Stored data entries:
>>

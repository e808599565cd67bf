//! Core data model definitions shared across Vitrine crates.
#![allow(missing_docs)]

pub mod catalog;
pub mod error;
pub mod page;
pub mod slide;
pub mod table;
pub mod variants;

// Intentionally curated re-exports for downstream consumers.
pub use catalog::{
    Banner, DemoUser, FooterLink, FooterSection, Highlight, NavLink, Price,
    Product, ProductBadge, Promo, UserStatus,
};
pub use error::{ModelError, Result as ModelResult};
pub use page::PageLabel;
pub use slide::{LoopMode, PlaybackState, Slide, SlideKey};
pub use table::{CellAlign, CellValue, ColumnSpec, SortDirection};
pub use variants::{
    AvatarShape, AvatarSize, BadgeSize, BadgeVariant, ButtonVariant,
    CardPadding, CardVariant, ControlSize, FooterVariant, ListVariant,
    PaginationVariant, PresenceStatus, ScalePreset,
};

<<
>>

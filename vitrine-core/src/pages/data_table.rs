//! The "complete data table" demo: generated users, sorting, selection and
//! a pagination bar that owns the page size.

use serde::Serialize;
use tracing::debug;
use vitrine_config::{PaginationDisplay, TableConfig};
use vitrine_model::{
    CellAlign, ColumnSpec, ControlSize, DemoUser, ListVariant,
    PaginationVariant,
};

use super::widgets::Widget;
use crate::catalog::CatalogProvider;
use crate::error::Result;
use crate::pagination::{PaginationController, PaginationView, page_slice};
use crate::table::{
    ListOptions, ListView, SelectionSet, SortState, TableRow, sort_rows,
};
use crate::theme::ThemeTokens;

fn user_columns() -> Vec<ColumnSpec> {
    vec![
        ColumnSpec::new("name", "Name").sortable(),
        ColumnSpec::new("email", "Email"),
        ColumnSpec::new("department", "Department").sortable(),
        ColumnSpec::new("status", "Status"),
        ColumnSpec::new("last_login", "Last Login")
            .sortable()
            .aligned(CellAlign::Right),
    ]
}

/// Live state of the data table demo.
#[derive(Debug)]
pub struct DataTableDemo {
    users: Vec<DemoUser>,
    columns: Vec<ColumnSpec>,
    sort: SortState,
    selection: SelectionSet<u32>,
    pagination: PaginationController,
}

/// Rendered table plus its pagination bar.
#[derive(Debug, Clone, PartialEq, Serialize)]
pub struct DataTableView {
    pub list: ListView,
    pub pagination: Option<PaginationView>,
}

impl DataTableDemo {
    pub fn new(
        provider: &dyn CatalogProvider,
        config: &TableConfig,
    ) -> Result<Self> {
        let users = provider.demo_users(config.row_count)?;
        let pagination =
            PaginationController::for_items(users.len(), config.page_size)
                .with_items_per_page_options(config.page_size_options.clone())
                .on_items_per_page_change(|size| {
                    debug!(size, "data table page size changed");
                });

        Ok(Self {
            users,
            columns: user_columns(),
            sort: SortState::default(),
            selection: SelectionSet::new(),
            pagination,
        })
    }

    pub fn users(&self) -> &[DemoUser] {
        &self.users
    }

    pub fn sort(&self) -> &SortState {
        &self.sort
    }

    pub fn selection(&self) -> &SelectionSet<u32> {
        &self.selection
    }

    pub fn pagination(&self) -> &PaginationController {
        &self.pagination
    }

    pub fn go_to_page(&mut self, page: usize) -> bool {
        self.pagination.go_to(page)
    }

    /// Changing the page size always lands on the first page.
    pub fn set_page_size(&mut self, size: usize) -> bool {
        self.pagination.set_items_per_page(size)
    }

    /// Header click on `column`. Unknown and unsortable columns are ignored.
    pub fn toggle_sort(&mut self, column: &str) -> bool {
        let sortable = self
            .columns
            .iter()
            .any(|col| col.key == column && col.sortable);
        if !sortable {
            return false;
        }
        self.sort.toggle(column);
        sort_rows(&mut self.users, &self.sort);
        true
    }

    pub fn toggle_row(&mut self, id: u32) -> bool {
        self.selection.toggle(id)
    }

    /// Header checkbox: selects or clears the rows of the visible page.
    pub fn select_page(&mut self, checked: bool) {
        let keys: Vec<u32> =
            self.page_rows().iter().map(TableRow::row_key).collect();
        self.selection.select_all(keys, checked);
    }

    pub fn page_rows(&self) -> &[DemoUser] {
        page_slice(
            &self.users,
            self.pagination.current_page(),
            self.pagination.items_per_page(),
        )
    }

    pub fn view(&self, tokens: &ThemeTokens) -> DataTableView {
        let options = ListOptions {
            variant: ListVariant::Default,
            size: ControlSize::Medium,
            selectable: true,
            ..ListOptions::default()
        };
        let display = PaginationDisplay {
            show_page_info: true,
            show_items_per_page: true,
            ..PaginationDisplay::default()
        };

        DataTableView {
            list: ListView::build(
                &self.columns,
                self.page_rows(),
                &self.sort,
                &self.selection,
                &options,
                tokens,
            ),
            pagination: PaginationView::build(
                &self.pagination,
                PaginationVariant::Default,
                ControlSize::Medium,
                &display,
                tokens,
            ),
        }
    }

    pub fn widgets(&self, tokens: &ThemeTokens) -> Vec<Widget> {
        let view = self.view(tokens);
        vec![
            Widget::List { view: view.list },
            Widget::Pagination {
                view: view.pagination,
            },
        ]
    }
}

<<

→ **PROBLEM DETAILS**
The answer must be every line from the records above that contains "Serialize".

→ **ANSWER FOR THE TASK**
use serde::Serialize;
#[derive(Debug, Clone, PartialEq, Serialize)]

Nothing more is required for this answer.